**Exercise prompt:** From the listing below, extract each line containing the string "await".
------------------------
#[async_trait]
impl<S: FieldSource> FieldSource for CitekeyFields<S> {
    async fn field(&self, item_id: EntityId, field: &str) -> Option<String> {
        match field {
            "citekey" => {
                if !self.gate.is_loaded() {
                    return Some(PENDING_CITEKEY.to_string());
                }
                match self.keys.get(item_id).await {
                    Some(key) if key.retry => Some(PENDING_CITEKEY.to_string()),
                    Some(key) => Some(key.display()),
                    None => self.inner.field(item_id, field).await,
                }
            }
            "itemID" => Some(item_id.to_string()),
            _ => self.inner.field(item_id, field).await,
        }
    }

    async fn set_field(
        &self,
        item_id: EntityId,
        field: &str,
        value: &str,
    ) -> Result<bool, StoreError> {
        if VIRTUAL_FIELDS.contains(&field) {
            debug!(item = item_id, field, "refusing write to virtual field");
            return Ok(false);
        }
        self.inner.set_field(item_id, field, value).await
    }
}

#[async_trait]
impl FieldSource for MemoryItemStore {
    async fn field(&self, item_id: EntityId, field: &str) -> Option<String> {
        self.item(item_id)
            .await
            .and_then(|item| item.field(field).map(str::to_string))
    }

    async fn set_field(
        &self,
        item_id: EntityId,
        field: &str,
        value: &str,
    ) -> Result<bool, StoreError> {
        let mut item = self
            .item(item_id)
            .await
            .ok_or(StoreError::ItemNotFound(item_id))?;
        item.fields.insert(field.to_string(), value.to_string());
        self.put_item(item).await;
        Ok(true)
    }
}

#[derive(Debug, Clone, PartialEq, Eq)]
pub struct LibraryKey {
    pub library_id: EntityId,
    pub key: String,
}

/// Turns an external reference into a `(library, item key)` pair.
#[async_trait]
pub trait LibraryKeyResolver: Send + Sync {
    async fn resolve(&self, reference: &str) -> Option<LibraryKey>;
}

/// Host references are written `<library>_<item key>`.
#[async_trait]
impl LibraryKeyResolver for MemoryItemStore {
    async fn resolve(&self, reference: &str) -> Option<LibraryKey> {
        let (library, key) = reference.split_once('_')?;
        let library_id: EntityId = library.parse().ok()?;
        let items = self.all_items().await.ok()?;
        items
            .into_iter()
            .find(|item| item.library_id == library_id && item.key == key)
            .map(|item| LibraryKey {
                library_id,
                key: item.key,
            })
    }
}

/// Accepts `@citekey` (any library) and `bbt:citekey` / `bbt:{lib}citekey`
/// references on top of the host's own format.
pub struct CitekeyResolver<R> {
    inner: R,
    keys: Arc<dyn DerivedKeyStore>,
    user_library_id: EntityId,
}

impl<R: LibraryKeyResolver> CitekeyResolver<R> {
    pub fn new(
        inner: R,
        keys: Arc<dyn DerivedKeyStore>,
        user_library_id: EntityId,
    ) -> Self {
        Self {
            inner,
            keys,
            user_library_id,
        }
    }

    fn parse_bbt(&self, reference: &str) -> Option<(EntityId, String)> {
        let rest = reference.strip_prefix("bbt:")?;
        if let Some(braced) = rest.strip_prefix('{') {
            let (library, citekey) = braced.split_once('}')?;
            if !library.is_empty() {
                let library_id = library.parse().ok()?;
                return Some((library_id, citekey.to_string()));
            }
            return Some((self.user_library_id, citekey.to_string()));
        }
        Some((self.user_library_id, rest.to_string()))
    }
}

/// References arrive percent-encoded from links; undecodable ones are used
/// as given.
fn decode_reference(reference: &str) -> Cow<'_, str> {
    match urlencoding::decode(reference) {
        Ok(decoded) => decoded,
        Err(e) => {
            debug!(reference, "reference does not decode to UTF-8: {}", e);
            Cow::Borrowed(reference)
        }
    }
}

#[async_trait]
impl<R: LibraryKeyResolver> LibraryKeyResolver for CitekeyResolver<R> {
    async fn resolve(&self, reference: &str) -> Option<LibraryKey> {
        let decoded = decode_reference(reference);
        let reference = decoded.as_ref();
        let found = if let Some(citekey) = reference.strip_prefix('@') {
            self.keys.find(None, citekey).await
        } else if let Some((library_id, citekey)) = self.parse_bbt(reference) {
            self.keys.find(Some(library_id), &citekey).await
        } else {
            None
        };
        match found {
            Some(key) => Some(LibraryKey {
                library_id: key.library_id,
                key: key.item_key,
            }),
            None => self.inner.resolve(reference).await,
        }
    }
}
------------------------
**Solution for this exercise:**
                match self.keys.get(item_id).await {
                    None => self.inner.field(item_id, field).await,
            _ => self.inner.field(item_id, field).await,
        self.inner.set_field(item_id, field, value).await
            .await
            .await
        self.put_item(item).await;
        let items = self.all_items().await.ok()?;
            self.keys.find(None, citekey).await
            self.keys.find(Some(library_id), &citekey).await
            None => self.inner.resolve(reference).await,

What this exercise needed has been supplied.